=== Data ===
+ + + +

// Integration tests for the voice session state machine
//
// The room is the in-process transport; the token service is a mock that
// counts requests and can be told to fail.

mod common;

use common::{eventually, harness, harness_with, settle};
use parking_lot::Mutex;
use std::sync::atomic::{AtomicBool, Ordering};
use std::sync::Arc;
use std::time::Duration;
use voice_room::error::{ConnectionError, SessionError};
use voice_room::protocol::InboundEnvelope;
use voice_room::session::DEFAULT_ROOM_NAME;
use voice_room::{ConnectionState, SessionConfig};

fn record_states(h: &common::Harness) -> Arc<Mutex<Vec<ConnectionState>>> {
    let states = Arc::new(Mutex::new(Vec::new()));
    let sink = Arc::clone(&states);
    h.session
        .on_connection_state_changed(move |state| sink.lock().push(state));
    states
}

#[tokio::test]
async fn test_connect_joins_room_and_enables_microphone() {
    let h = harness();

    h.session.connect("user-1").await.unwrap();

    assert!(h.session.is_connected());
    assert!(h.session.microphone_enabled());
    assert!(h.room.microphone_enabled());
    assert_eq!(h.session.local_identity(), Some("user-1"));

    let request = h.room.last_request().expect("connector was called");
    assert_eq!(request.room_name, DEFAULT_ROOM_NAME);
    assert_eq!(request.identity, "user-1");
    assert_eq!(request.token, "token-for-user-1");
}

#[tokio::test]
async fn test_connect_without_auto_audio_leaves_microphone_off() {
    let h = harness_with(SessionConfig {
        auto_enable_audio: false,
        ..SessionConfig::default()
    });

    h.session.connect("user-1").await.unwrap();

    assert!(h.session.is_connected());
    assert!(!h.session.microphone_enabled());
}

#[tokio::test]
async fn test_connect_when_connected_is_noop() {
    let h = harness();

    h.session.connect("user-1").await.unwrap();
    h.session.connect("user-1").await.unwrap();

    assert_eq!(h.tokens.calls(), 1, "no second token request");
    assert_eq!(h.room.connect_calls(), 1);
    assert!(h.session.is_connected());
}

#[tokio::test]
async fn test_connect_while_reconnecting_is_noop() {
    let h = harness();
    h.session.connect("user-1").await.unwrap();

    h.room.set_state(ConnectionState::Reconnecting).await;
    eventually(|| h.session.state() == ConnectionState::Reconnecting).await;

    h.session.connect("user-1").await.unwrap();
    assert_eq!(h.tokens.calls(), 1);
}

#[tokio::test]
async fn test_token_failure_leaves_session_disconnected() {
    let h = harness();
    let states = record_states(&h);
    h.tokens.set_failing(true);

    let err = h.session.connect("user-1").await.unwrap_err();

    assert!(matches!(
        err,
        SessionError::Connection(ConnectionError::Token(_))
    ));
    assert_eq!(h.session.state(), ConnectionState::Disconnected);
    assert!(!h.session.microphone_enabled());
    assert_eq!(h.room.connect_calls(), 0, "transport never contacted");
    assert_eq!(
        *states.lock(),
        vec![ConnectionState::Connecting, ConnectionState::Disconnected]
    );

    // Usable for a retry
    h.tokens.set_failing(false);
    h.session.connect("user-1").await.unwrap();
    assert!(h.session.is_connected());
}

#[tokio::test]
async fn test_transport_rejection_leaves_session_disconnected() {
    let h = harness();
    h.room.reject_next_connect("invalid token");

    let err = h.session.connect("user-1").await.unwrap_err();

    match err {
        SessionError::Connection(ConnectionError::Transport(reason)) => {
            assert_eq!(reason, "invalid token")
        }
        other => panic!("unexpected error: {:?}", other),
    }
    assert_eq!(h.session.state(), ConnectionState::Disconnected);
    assert!(!h.session.microphone_enabled());

    // A disconnect after a failed connect is harmless
    h.session.disconnect().await;
    assert_eq!(h.room.disconnect_calls(), 0);
}

#[tokio::test]
async fn test_empty_identity_is_rejected() {
    let h = harness();

    for identity in ["", "   "] {
        let err = h.session.connect(identity).await.unwrap_err();
        assert!(matches!(err, SessionError::InvalidIdentity(_)));
    }

    assert_eq!(h.tokens.calls(), 0);
    assert_eq!(h.session.local_identity(), None);
}

#[tokio::test]
async fn test_identity_is_fixed_after_first_connect() {
    let h = harness();
    h.session.connect("user-1").await.unwrap();
    h.session.disconnect().await;

    let err = h.session.connect("user-2").await.unwrap_err();
    assert!(matches!(err, SessionError::InvalidIdentity(_)));

    h.session.connect("user-1").await.unwrap();
    assert!(h.session.is_connected());
}

#[tokio::test]
async fn test_disconnect_when_disconnected_is_noop() {
    let h = harness();
    let states = record_states(&h);

    h.session.disconnect().await;
    h.session.disconnect().await;

    assert_eq!(h.session.state(), ConnectionState::Disconnected);
    assert!(states.lock().is_empty(), "no state change reported");
}

#[tokio::test]
async fn test_disconnect_tears_down_room() {
    let h = harness();
    h.session.connect("user-1").await.unwrap();

    h.session.disconnect().await;

    assert_eq!(h.session.state(), ConnectionState::Disconnected);
    assert!(!h.session.microphone_enabled());
    assert!(!h.room.is_open());
    assert_eq!(h.room.disconnect_calls(), 1);

    h.session.disconnect().await;
    assert_eq!(h.room.disconnect_calls(), 1);
}

#[tokio::test]
async fn test_state_changes_are_reported_in_order() {
    let h = harness();
    let states = record_states(&h);

    h.session.connect("user-1").await.unwrap();
    h.room.set_state(ConnectionState::Reconnecting).await;
    h.room.set_state(ConnectionState::Connected).await;
    eventually(|| states.lock().len() == 4).await;
    h.session.disconnect().await;

    assert_eq!(
        *states.lock(),
        vec![
            ConnectionState::Connecting,
            ConnectionState::Connected,
            ConnectionState::Reconnecting,
            ConnectionState::Connected,
            ConnectionState::Disconnecting,
            ConnectionState::Disconnected,
        ]
    );
}

#[tokio::test]
async fn test_repeated_transport_state_is_reported_once() {
    let h = harness();
    h.session.connect("user-1").await.unwrap();
    let states = record_states(&h);

    h.room.set_state(ConnectionState::Connected).await;
    h.room.set_state(ConnectionState::Reconnecting).await;
    eventually(|| h.session.state() == ConnectionState::Reconnecting).await;

    assert_eq!(*states.lock(), vec![ConnectionState::Reconnecting]);
}

#[tokio::test]
async fn test_enable_audio_without_connection_is_noop() {
    let h = harness();

    h.session.enable_audio().await.unwrap();
    h.session.disable_audio().await.unwrap();

    assert!(!h.session.microphone_enabled());
    assert_eq!(h.session.state(), ConnectionState::Disconnected);
}

#[tokio::test]
async fn test_toggle_microphone() {
    let h = harness();
    h.session.connect("user-1").await.unwrap();

    h.session.disable_audio().await.unwrap();
    assert!(!h.session.microphone_enabled());
    assert!(!h.room.microphone_enabled());

    h.session.enable_audio().await.unwrap();
    assert!(h.session.microphone_enabled());
    assert!(h.room.microphone_enabled());
}

#[tokio::test]
async fn test_microphone_denied_during_connect() {
    let h = harness();
    h.room.deny_microphone(Some("permission denied by user"));

    let err = h.session.connect("user-1").await.unwrap_err();

    assert!(matches!(err, SessionError::Device(_)));
    assert!(h.session.is_connected(), "room stays joined");
    assert!(!h.session.microphone_enabled());

    h.room.deny_microphone(None);
    h.session.enable_audio().await.unwrap();
    assert!(h.session.microphone_enabled());
}

#[tokio::test]
async fn test_device_failure_does_not_change_state() {
    let h = harness();
    h.session.connect("user-1").await.unwrap();
    h.session.disable_audio().await.unwrap();
    let states = record_states(&h);

    h.room.deny_microphone(Some("no input device"));
    let err = h.session.enable_audio().await.unwrap_err();

    assert!(matches!(err, SessionError::Device(_)));
    assert_eq!(h.session.state(), ConnectionState::Connected);
    assert!(states.lock().is_empty());
}

#[tokio::test]
async fn test_transport_drop_clears_microphone_and_allows_reconnect() {
    let h = harness();
    h.session.connect("user-1").await.unwrap();

    h.room.set_state(ConnectionState::Disconnected).await;
    eventually(|| h.session.state() == ConnectionState::Disconnected).await;
    assert!(!h.session.microphone_enabled());

    // Dropped room: microphone changes are ignored
    h.session.enable_audio().await.unwrap();
    assert!(!h.session.microphone_enabled());

    h.session.connect("user-1").await.unwrap();
    assert!(h.session.is_connected());
    assert_eq!(h.tokens.calls(), 2);
    assert_eq!(h.room.connect_calls(), 2);
}

#[tokio::test]
async fn test_agent_presence_is_signalled_without_state_change() {
    let h = harness();
    let presence = Arc::new(Mutex::new(Vec::new()));
    let sink = Arc::clone(&presence);
    h.session.on_agent_presence(move |present| sink.lock().push(present));

    h.session.connect("user-1").await.unwrap();
    let states = record_states(&h);

    h.room.participant_joined("someone-else").await;
    h.room.participant_joined("python-agent").await;
    eventually(|| h.session.agent_present()).await;
    h.room.participant_left("python-agent").await;
    eventually(|| !h.session.agent_present()).await;

    assert_eq!(*presence.lock(), vec![true, false]);
    assert!(states.lock().is_empty());
    assert!(h.session.is_connected());
}

#[tokio::test]
async fn test_data_messages_are_dispatched_by_kind() {
    let h = harness();
    let user = Arc::new(Mutex::new(Vec::new()));
    let assistant = Arc::new(Mutex::new(Vec::new()));

    let sink = Arc::clone(&user);
    h.session
        .on_transcribed_text(move |text| sink.lock().push(text.to_string()));
    let sink = Arc::clone(&assistant);
    h.session
        .on_assistant_response(move |text| sink.lock().push(text.to_string()));

    h.session.connect("user-1").await.unwrap();

    h.room
        .send_envelope(&InboundEnvelope::transcribed_text("hello"))
        .await;
    h.room
        .send_data(r#"{"event":"agent_state","data":{"text":"thinking"}}"#, Some("python-agent"))
        .await;
    h.room
        .send_data(r#"{"event":"response","data":{"text":"hi there"}}"#, Some("python-agent"))
        .await;

    eventually(|| assistant.lock().len() == 1).await;
    assert_eq!(*user.lock(), vec!["hello".to_string()]);
    assert_eq!(*assistant.lock(), vec!["hi there".to_string()]);
}

#[tokio::test]
async fn test_malformed_messages_do_not_stop_dispatch() {
    let h = harness();
    let user = Arc::new(Mutex::new(Vec::new()));
    let sink = Arc::clone(&user);
    h.session
        .on_transcribed_text(move |text| sink.lock().push(text.to_string()));

    h.session.connect("user-1").await.unwrap();

    h.room.send_data(vec![0xff, 0xfe, 0xfd], None).await;
    h.room.send_data("not json", None).await;
    h.room
        .send_data(r#"{"event":"transcribed_text","data":{}}"#, None)
        .await;
    h.room
        .send_data(r#"{"event":"transcribed_text","data":{"text":"still here"}}"#, None)
        .await;

    eventually(|| !user.lock().is_empty()).await;
    settle().await;
    assert_eq!(*user.lock(), vec!["still here".to_string()]);
}

#[tokio::test]
async fn test_panicking_sink_does_not_stop_dispatch() {
    let h = harness();
    let states = record_states(&h);
    h.session.on_transcribed_text(|_| panic!("presentation bug"));

    h.session.connect("user-1").await.unwrap();
    h.room
        .send_envelope(&InboundEnvelope::transcribed_text("boom"))
        .await;
    h.room.set_state(ConnectionState::Reconnecting).await;

    eventually(|| h.session.state() == ConnectionState::Reconnecting).await;
    assert_eq!(states.lock().last(), Some(&ConnectionState::Reconnecting));
}

#[tokio::test]
async fn test_events_after_disconnect_are_not_delivered() {
    let h = harness();
    let user = Arc::new(Mutex::new(Vec::new()));
    let sink = Arc::clone(&user);
    h.session
        .on_transcribed_text(move |text| sink.lock().push(text.to_string()));

    h.session.connect("user-1").await.unwrap();
    h.session.disconnect().await;

    let delivered = h
        .room
        .send_envelope(&InboundEnvelope::transcribed_text("late"))
        .await;
    settle().await;

    assert!(!delivered);
    assert!(user.lock().is_empty());
}

#[tokio::test]
async fn test_status_snapshot() {
    let h = harness();
    let status = h.session.status();
    assert_eq!(status.state, ConnectionState::Disconnected);
    assert_eq!(status.local_identity, None);
    assert_eq!(status.room_name, DEFAULT_ROOM_NAME);

    h.session.connect("user-7").await.unwrap();
    let status = h.session.status();
    assert_eq!(status.state, ConnectionState::Connected);
    assert_eq!(status.local_identity.as_deref(), Some("user-7"));
    assert!(status.microphone_enabled);
    assert!(!status.agent_present);
}

#[tokio::test(flavor = "multi_thread", worker_threads = 2)]
async fn test_queued_events_are_dropped_after_disconnect() {
    let h = harness();
    let states = record_states(&h);
    let in_sink = Arc::new(AtomicBool::new(false));

    let entered = Arc::clone(&in_sink);
    h.session.on_transcribed_text(move |_| {
        entered.store(true, Ordering::SeqCst);
        std::thread::sleep(Duration::from_millis(300));
    });

    h.session.connect("user-1").await.unwrap();
    h.room
        .send_envelope(&InboundEnvelope::transcribed_text("slow"))
        .await;
    h.room.set_state(ConnectionState::Reconnecting).await;
    eventually(|| in_sink.load(Ordering::SeqCst)).await;

    h.session.disconnect().await;
    assert_eq!(h.session.state(), ConnectionState::Disconnected);

    tokio::time::sleep(Duration::from_millis(400)).await;
    assert_eq!(h.session.state(), ConnectionState::Disconnected);
    assert_eq!(
        *states.lock(),
        vec![
            ConnectionState::Connecting,
            ConnectionState::Connected,
            ConnectionState::Disconnecting,
            ConnectionState::Disconnected,
        ]
    );
}

#[tokio::test]
async fn test_transport_drop_clears_agent_presence() {
    let h = harness();
    h.session.connect("user-1").await.unwrap();

    h.room.participant_joined("python-agent").await;
    eventually(|| h.session.agent_present()).await;

    h.room.set_state(ConnectionState::Disconnected).await;
    eventually(|| h.session.state() == ConnectionState::Disconnected).await;

    let status = h.session.status();
    assert!(!status.agent_present);
    assert!(!status.microphone_enabled);
}

#[tokio::test(flavor = "multi_thread", worker_threads = 2)]
async fn test_racing_connects_with_different_identities() {
    let h = harness();

    let (first, second) = tokio::join!(h.session.connect("user-1"), h.session.connect("user-2"));

    let winner = match (&first, &second) {
        (Ok(()), Err(SessionError::InvalidIdentity(_))) => "user-1",
        (Err(SessionError::InvalidIdentity(_)), Ok(())) => "user-2",
        other => panic!("expected one success and one identity error: {:?}", other),
    };
    assert_eq!(h.session.local_identity(), Some(winner));
    assert_eq!(h.room.connect_calls(), 1);
    assert_eq!(h.room.last_request().unwrap().identity, winner);
}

+ + + +

=== Task goal ===
Whenever the word "reason" shows up in a line of the entries, list that line.

=== Response area ===
        SessionError::Connection(ConnectionError::Transport(reason)) => {
            assert_eq!(reason, "invalid token")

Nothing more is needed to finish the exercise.